Collected data
▶
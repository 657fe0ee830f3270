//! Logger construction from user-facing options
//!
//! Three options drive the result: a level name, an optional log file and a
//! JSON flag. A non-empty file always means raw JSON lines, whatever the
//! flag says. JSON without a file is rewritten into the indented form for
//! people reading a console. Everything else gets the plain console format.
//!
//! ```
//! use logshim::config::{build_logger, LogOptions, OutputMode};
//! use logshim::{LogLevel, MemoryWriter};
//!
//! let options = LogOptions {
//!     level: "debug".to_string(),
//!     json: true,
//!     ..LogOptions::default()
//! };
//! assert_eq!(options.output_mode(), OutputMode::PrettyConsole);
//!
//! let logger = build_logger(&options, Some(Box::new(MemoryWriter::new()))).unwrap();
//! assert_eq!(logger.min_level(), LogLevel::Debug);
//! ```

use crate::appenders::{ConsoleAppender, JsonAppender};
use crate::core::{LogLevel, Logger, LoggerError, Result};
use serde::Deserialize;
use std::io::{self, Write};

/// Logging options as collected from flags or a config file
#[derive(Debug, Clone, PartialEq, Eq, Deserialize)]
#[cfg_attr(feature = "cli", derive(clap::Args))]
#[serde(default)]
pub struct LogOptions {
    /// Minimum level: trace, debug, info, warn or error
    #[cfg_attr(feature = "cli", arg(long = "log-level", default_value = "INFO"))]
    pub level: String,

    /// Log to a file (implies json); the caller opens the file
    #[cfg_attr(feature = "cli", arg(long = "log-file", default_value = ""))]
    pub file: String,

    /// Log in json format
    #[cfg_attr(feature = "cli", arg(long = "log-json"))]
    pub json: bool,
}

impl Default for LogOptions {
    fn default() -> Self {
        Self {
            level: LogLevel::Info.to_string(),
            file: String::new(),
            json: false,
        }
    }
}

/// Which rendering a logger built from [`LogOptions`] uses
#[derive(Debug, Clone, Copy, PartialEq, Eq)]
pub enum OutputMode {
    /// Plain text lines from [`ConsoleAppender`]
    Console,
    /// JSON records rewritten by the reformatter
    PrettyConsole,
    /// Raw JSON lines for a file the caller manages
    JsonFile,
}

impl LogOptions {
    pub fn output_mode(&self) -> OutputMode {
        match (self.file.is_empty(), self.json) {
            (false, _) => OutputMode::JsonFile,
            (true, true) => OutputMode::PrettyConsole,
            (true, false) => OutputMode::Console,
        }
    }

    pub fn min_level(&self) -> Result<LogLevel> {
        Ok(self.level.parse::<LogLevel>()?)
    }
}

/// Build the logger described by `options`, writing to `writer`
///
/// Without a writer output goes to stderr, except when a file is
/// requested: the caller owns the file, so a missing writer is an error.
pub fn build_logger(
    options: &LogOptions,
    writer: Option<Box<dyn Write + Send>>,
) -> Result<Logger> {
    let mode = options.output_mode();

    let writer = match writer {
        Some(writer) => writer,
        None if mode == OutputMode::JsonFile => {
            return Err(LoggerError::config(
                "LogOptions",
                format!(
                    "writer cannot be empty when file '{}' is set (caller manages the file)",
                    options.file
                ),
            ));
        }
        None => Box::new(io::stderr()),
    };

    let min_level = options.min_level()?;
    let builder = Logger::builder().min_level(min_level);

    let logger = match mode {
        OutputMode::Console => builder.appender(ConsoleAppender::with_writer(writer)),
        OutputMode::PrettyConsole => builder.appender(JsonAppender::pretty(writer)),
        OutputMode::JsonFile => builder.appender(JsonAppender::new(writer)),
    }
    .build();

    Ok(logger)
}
◀
▶
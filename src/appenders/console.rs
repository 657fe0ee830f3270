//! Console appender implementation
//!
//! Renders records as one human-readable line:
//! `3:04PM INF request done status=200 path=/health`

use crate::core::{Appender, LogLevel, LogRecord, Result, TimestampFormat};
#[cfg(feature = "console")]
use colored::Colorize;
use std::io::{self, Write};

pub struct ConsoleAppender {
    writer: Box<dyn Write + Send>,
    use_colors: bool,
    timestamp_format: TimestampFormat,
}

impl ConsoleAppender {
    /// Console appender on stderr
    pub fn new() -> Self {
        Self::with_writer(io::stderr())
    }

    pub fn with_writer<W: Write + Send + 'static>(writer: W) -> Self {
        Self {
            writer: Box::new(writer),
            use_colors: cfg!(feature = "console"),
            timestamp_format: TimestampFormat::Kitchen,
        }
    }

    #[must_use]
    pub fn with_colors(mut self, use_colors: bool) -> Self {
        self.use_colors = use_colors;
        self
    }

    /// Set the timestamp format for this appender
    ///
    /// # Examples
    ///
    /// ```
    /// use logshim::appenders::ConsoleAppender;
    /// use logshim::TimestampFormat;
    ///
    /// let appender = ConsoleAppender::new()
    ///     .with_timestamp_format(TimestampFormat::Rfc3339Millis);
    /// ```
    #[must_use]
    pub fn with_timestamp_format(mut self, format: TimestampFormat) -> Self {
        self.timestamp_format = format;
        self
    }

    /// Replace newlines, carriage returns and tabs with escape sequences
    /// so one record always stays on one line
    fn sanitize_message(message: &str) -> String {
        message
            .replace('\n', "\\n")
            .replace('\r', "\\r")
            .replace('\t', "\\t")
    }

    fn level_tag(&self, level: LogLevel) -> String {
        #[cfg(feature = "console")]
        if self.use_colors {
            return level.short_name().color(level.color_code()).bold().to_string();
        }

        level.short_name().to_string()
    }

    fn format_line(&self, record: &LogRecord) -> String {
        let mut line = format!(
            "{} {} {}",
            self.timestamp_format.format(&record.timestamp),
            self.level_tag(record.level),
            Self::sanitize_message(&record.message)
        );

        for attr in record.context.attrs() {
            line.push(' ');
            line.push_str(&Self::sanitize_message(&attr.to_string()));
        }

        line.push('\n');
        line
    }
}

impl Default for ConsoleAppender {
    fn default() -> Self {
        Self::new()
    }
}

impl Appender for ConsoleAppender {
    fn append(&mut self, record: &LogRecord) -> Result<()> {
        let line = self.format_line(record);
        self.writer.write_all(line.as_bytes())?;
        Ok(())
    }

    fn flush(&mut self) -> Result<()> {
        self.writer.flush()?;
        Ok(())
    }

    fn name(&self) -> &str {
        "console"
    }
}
◀
Action item
Pick each line holding "TimestampFormat" out of the entries above and return it.

Response area
use crate::core::{Appender, LogLevel, LogRecord, Result, TimestampFormat};
    timestamp_format: TimestampFormat,
            timestamp_format: TimestampFormat::Kitchen,
    /// use logshim::TimestampFormat;
    ///     .with_timestamp_format(TimestampFormat::Rfc3339Millis);
    pub fn with_timestamp_format(mut self, format: TimestampFormat) -> Self {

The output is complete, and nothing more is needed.